Elijah Sterling Clack Robertson (1820–1879) was an early Euro-American settler in Robertson's Colony in Texas. His father was the colony's founder Sterling C. Robertson. Brought to Texas to learn Spanish, he translated for both Robertson's Colony and later the Texas General Land Office. He practiced law in Milam County. Robertson was a postmaster for the Republic of Texas and the leader of a volunteer group who aided Alexander Somervell in border disputes. By 1844, he had been promoted to colonel in the Republic of Texas militia.
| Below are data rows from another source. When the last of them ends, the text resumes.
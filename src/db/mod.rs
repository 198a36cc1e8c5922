//! SQLite ledger store
//!
//! ## Tables
//!
//! - `accounts` - Materialized balance, last entry sequence, wallet address
//! - `entries` - Append-only ledger entries (UPDATE/DELETE rejected by triggers)
//! - `settlements` - Transfer lifecycle and claim lease per withdrawal entry
//!
//! Every balance-affecting write runs inside a `BEGIN IMMEDIATE`
//! transaction, which takes the database write lock up front. Together with
//! the per-account `last_seq` compare-and-set this makes the balance check,
//! entry insert and balance update one atomic unit, across processes too.

pub mod accounts;
pub mod entries;
pub mod schema;
pub mod settlements;

use std::path::Path;
use std::sync::Mutex;
use std::time::Duration;

use rusqlite::Connection;
use tracing::{debug, info};

use crate::error::LedgerError;

/// How long a writer waits on a locked database before reporting a
/// transient failure
const BUSY_TIMEOUT: Duration = Duration::from_secs(5);

/// SQLite database holding the ledger
pub struct LedgerDb {
    conn: Mutex<Connection>,
}

impl LedgerDb {
    /// Open or create the ledger database at `db_path`
    pub fn open(db_path: &Path) -> Result<Self, LedgerError> {
        if let Some(parent) = db_path.parent() {
            std::fs::create_dir_all(parent).map_err(|e| {
                LedgerError::Storage(format!("creating {}: {}", parent.display(), e))
            })?;
        }
        info!("Opening ledger database at {:?}", db_path);

        let conn = Connection::open(db_path)?;

        // WAL lets readers proceed while a writer holds the lock
        conn.execute_batch("PRAGMA journal_mode=WAL; PRAGMA synchronous=NORMAL;")?;

        Self::from_connection(conn)
    }

    /// Open an in-memory database (for testing)
    pub fn open_in_memory() -> Result<Self, LedgerError> {
        debug!("Opening in-memory ledger database");
        Self::from_connection(Connection::open_in_memory()?)
    }

    fn from_connection(conn: Connection) -> Result<Self, LedgerError> {
        conn.busy_timeout(BUSY_TIMEOUT)?;
        conn.execute_batch("PRAGMA foreign_keys=ON;")?;
        schema::init_schema(&conn)?;

        Ok(Self {
            conn: Mutex::new(conn),
        })
    }

    /// Run a read against the connection
    pub fn with_conn<F, T>(&self, f: F) -> Result<T, LedgerError>
    where
        F: FnOnce(&Connection) -> Result<T, LedgerError>,
    {
        let conn = self
            .conn
            .lock()
            .map_err(|e| LedgerError::Storage(format!("Lock poisoned: {}", e)))?;
        f(&conn)
    }

    /// Execute a write operation with exclusive access
    pub fn with_conn_mut<F, T>(&self, f: F) -> Result<T, LedgerError>
    where
        F: FnOnce(&mut Connection) -> Result<T, LedgerError>,
    {
        let mut conn = self
            .conn
            .lock()
            .map_err(|e| LedgerError::Storage(format!("Lock poisoned: {}", e)))?;
        f(&mut conn)
    }
}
Robertson was one of the delegates who signed the Texas Order of Secession in 1861 and served as aide-de-camp to General Henry McCulloch. The Col. Elijah Sterling Clack Robertson Plantation in Salado is listed on the National Register of Historic Places listings in Bell County, Texas.
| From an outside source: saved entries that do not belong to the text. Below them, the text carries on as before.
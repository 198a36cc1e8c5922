//! Transfer gateway client
//!
//! The gateway moves ARB tokens from the treasury to a participant wallet.
//! Its contract, as relied on by the reconciler:
//!
//! - `POST /transfers` with an idempotency key. Replaying a key returns the
//!   original transfer rather than sending a second one.
//! - 429 and 5xx responses mean the request was not executed.
//! - Any other 4xx is a permanent rejection (bad address, frozen treasury).
//! - `GET /transfers/{ref}` reports `pending`, `confirmed` or `failed`.
//! - `GET /transfers?idempotencyKey=..` finds a transfer by key, 404 if the
//!   gateway never saw it.

use std::time::Duration;

use async_trait::async_trait;
use reqwest::StatusCode;
use serde::{Deserialize, Serialize};
use thiserror::Error;
use tracing::debug;

use crate::config::TransferConfig;
use crate::error::LedgerError;

#[derive(Error, Debug, Clone, PartialEq, Eq)]
pub enum TransferError {
    /// The gateway did not execute the request; safe to retry
    #[error("Transient transfer failure: {0}")]
    Transient(String),

    /// The gateway permanently rejected the transfer
    #[error("Transfer rejected: {0}")]
    Terminal(String),

    /// No answer in time; the transfer may or may not have happened
    #[error("Transfer outcome unknown: timed out")]
    Timeout,
}

/// On-chain state of an issued transfer
#[derive(Debug, Clone, PartialEq, Eq)]
pub enum TransferStatus {
    Pending,
    Confirmed,
    Failed(String),
}

#[async_trait]
pub trait TransferClient: Send + Sync {
    /// Issue a transfer of `amount` points. Returns the gateway's reference
    /// (transaction signature) as soon as it is known, before confirmation.
    async fn transfer(
        &self,
        destination: &str,
        amount: i64,
        idempotency_key: &str,
    ) -> Result<String, TransferError>;

    async fn transfer_status(&self, external_tx_ref: &str) -> Result<TransferStatus, TransferError>;

    /// Reference of the transfer issued under `idempotency_key`, if any
    async fn find_transfer(&self, idempotency_key: &str) -> Result<Option<String>, TransferError>;
}

#[derive(Serialize)]
#[serde(rename_all = "camelCase")]
struct TransferRequest<'a> {
    destination: &'a str,
    /// Token base units, as a string to survive JSON number precision
    amount: String,
    idempotency_key: &'a str,
}

#[derive(Deserialize)]
#[serde(rename_all = "camelCase")]
struct TransferResponse {
    tx_ref: String,
}

#[derive(Deserialize)]
struct StatusResponse {
    status: String,
    #[serde(default)]
    error: Option<String>,
}

/// Convert points into token base units (`points * 10^decimals`)
pub fn to_base_units(points: i64, decimals: u32) -> Result<u128, TransferError> {
    if points <= 0 {
        return Err(TransferError::Terminal(format!(
            "transfer amount must be positive, got {}",
            points
        )));
    }
    10u128
        .checked_pow(decimals)
        .and_then(|scale| (points as u128).checked_mul(scale))
        .ok_or_else(|| TransferError::Terminal("amount overflows token base units".to_string()))
}

/// Transfer gateway over HTTP (reqwest, rustls)
pub struct HttpTransferClient {
    client: reqwest::Client,
    endpoint: String,
    api_key: Option<String>,
    token_decimals: u32,
}

impl HttpTransferClient {
    pub fn new(config: &TransferConfig, timeout: Duration) -> Result<Self, LedgerError> {
        let endpoint = config
            .endpoint
            .as_deref()
            .ok_or_else(|| LedgerError::Config("transfer.endpoint is not set".to_string()))?
            .trim_end_matches('/')
            .to_string();

        let client = reqwest::Client::builder()
            .timeout(timeout)
            .build()
            .map_err(|e| LedgerError::Config(format!("building HTTP client: {}", e)))?;

        Ok(Self {
            client,
            endpoint,
            api_key: config.api_key.clone(),
            token_decimals: config.token_decimals,
        })
    }

    fn authorized(&self, request: reqwest::RequestBuilder) -> reqwest::RequestBuilder {
        match &self.api_key {
            Some(key) => request.bearer_auth(key),
            None => request,
        }
    }
}

/// Map a send failure. Only a failed connect proves nothing was sent.
fn request_error(e: reqwest::Error) -> TransferError {
    if e.is_connect() {
        TransferError::Transient(e.to_string())
    } else {
        TransferError::Timeout
    }
}

fn status_error(status: StatusCode, body: String) -> TransferError {
    if status == StatusCode::TOO_MANY_REQUESTS || status.is_server_error() {
        TransferError::Transient(format!("HTTP {}: {}", status, body))
    } else {
        TransferError::Terminal(format!("HTTP {}: {}", status, body))
    }
}

#[async_trait]
impl TransferClient for HttpTransferClient {
    async fn transfer(
        &self,
        destination: &str,
        amount: i64,
        idempotency_key: &str,
    ) -> Result<String, TransferError> {
        let base_units = to_base_units(amount, self.token_decimals)?;
        let body = TransferRequest {
            destination,
            amount: base_units.to_string(),
            idempotency_key,
        };

        debug!(idempotency_key, destination, amount, "Issuing transfer");
        let response = self
            .authorized(self.client.post(format!("{}/transfers", self.endpoint)))
            .json(&body)
            .send()
            .await
            .map_err(request_error)?;

        let status = response.status();
        if !status.is_success() {
            let text = response.text().await.unwrap_or_default();
            return Err(status_error(status, text));
        }

        let parsed: TransferResponse = response.json().await.map_err(|_| TransferError::Timeout)?;
        Ok(parsed.tx_ref)
    }

    async fn transfer_status(&self, external_tx_ref: &str) -> Result<TransferStatus, TransferError> {
        let response = self
            .authorized(
                self.client
                    .get(format!("{}/transfers/{}", self.endpoint, external_tx_ref)),
            )
            .send()
            .await
            .map_err(|e| TransferError::Transient(e.to_string()))?;

        let status = response.status();
        if !status.is_success() {
            let text = response.text().await.unwrap_or_default();
            return Err(TransferError::Transient(format!("HTTP {}: {}", status, text)));
        }

        let parsed: StatusResponse = response
            .json()
            .await
            .map_err(|e| TransferError::Transient(format!("bad status response: {}", e)))?;

        match parsed.status.as_str() {
            "pending" => Ok(TransferStatus::Pending),
            "confirmed" => Ok(TransferStatus::Confirmed),
            "failed" => Ok(TransferStatus::Failed(
                parsed.error.unwrap_or_else(|| "transfer failed on chain".to_string()),
            )),
            other => Err(TransferError::Transient(format!(
                "unknown transfer status '{}'",
                other
            ))),
        }
    }

    async fn find_transfer(&self, idempotency_key: &str) -> Result<Option<String>, TransferError> {
        let response = self
            .authorized(
                self.client
                    .get(format!("{}/transfers", self.endpoint))
                    .query(&[("idempotencyKey", idempotency_key)]),
            )
            .send()
            .await
            .map_err(|e| TransferError::Transient(e.to_string()))?;

        let status = response.status();
        if status == StatusCode::NOT_FOUND {
            return Ok(None);
        }
        if !status.is_success() {
            let text = response.text().await.unwrap_or_default();
            return Err(TransferError::Transient(format!("HTTP {}: {}", status, text)));
        }

        let parsed: TransferResponse = response
            .json()
            .await
            .map_err(|e| TransferError::Transient(format!("bad lookup response: {}", e)))?;
        Ok(Some(parsed.tx_ref))
    }
}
==Early life and family background==
Elijah Sterling Clack Robertson was born in Giles County, Tennessee, on August 23, 1820. Robertson was from a family of accomplished individuals. He was the son of Frances King and empresario Sterling Clack Robertson, the founder of Robertson's Colony in Texas. Empresario Robertson never married, but he acknowledged his son with King. Young Elijah's grandfather was Captain Elijah Robertson, who left Brunswick County, Virginia, in the 18th century to join family members and other early Euro-American settlers in Tennessee. His great-uncle, Captain Elijah's brother James Robertson, was known as the Father of Tennessee. Robertson's great-granddaughter was author Liz Carpenter, who was a press spokesperson for both President Lyndon B. Johnson and later for Ladybird Johnson.

==Texas==
In 1832, his father brought Robertson from Tennessee and placed him in the Mission School of St. Mary to study the Spanish language. Robertson boarded in San Antonio with John William Smith, who would later become the final messenger sent out by William Barrett Travis at the Battle of the Alamo. Robertson was born as Sterling Clack Robertson, the same name as his father. The priests at the Mission School added "Elijah". In 1833, Smith alerted Robertson's father that Robertson had quit attending school; Robertson's father subsequently put him to work translating Robertson's Colony deeds into Spanish. In return for his services, Robertson received 1107 acre in Milam County. In 1835, Robertson formed his own rangers company to deal with Indian depredations. Young Robertson joined the ranger company. (They did not become known as the "Texas Rangers" until future years, but this group was one of the forerunners.

==College in Tennessee==
In April 1837, Robertson sent young Robertson to school at Jackson College in Maury County, Tennessee. He remained enrolled there until May 1839.

==Return to Texas==
When Robertson returned to Texas, he served as chief clerk, later acting postmaster, in the Republic of Texas postal service. Robertson was a member of the Democratic Party. In 1840, he lost an election against Joseph P. Lynch for sheriff of Washington County. In 1841, he had a brief stint as assistant secretary of the Senate.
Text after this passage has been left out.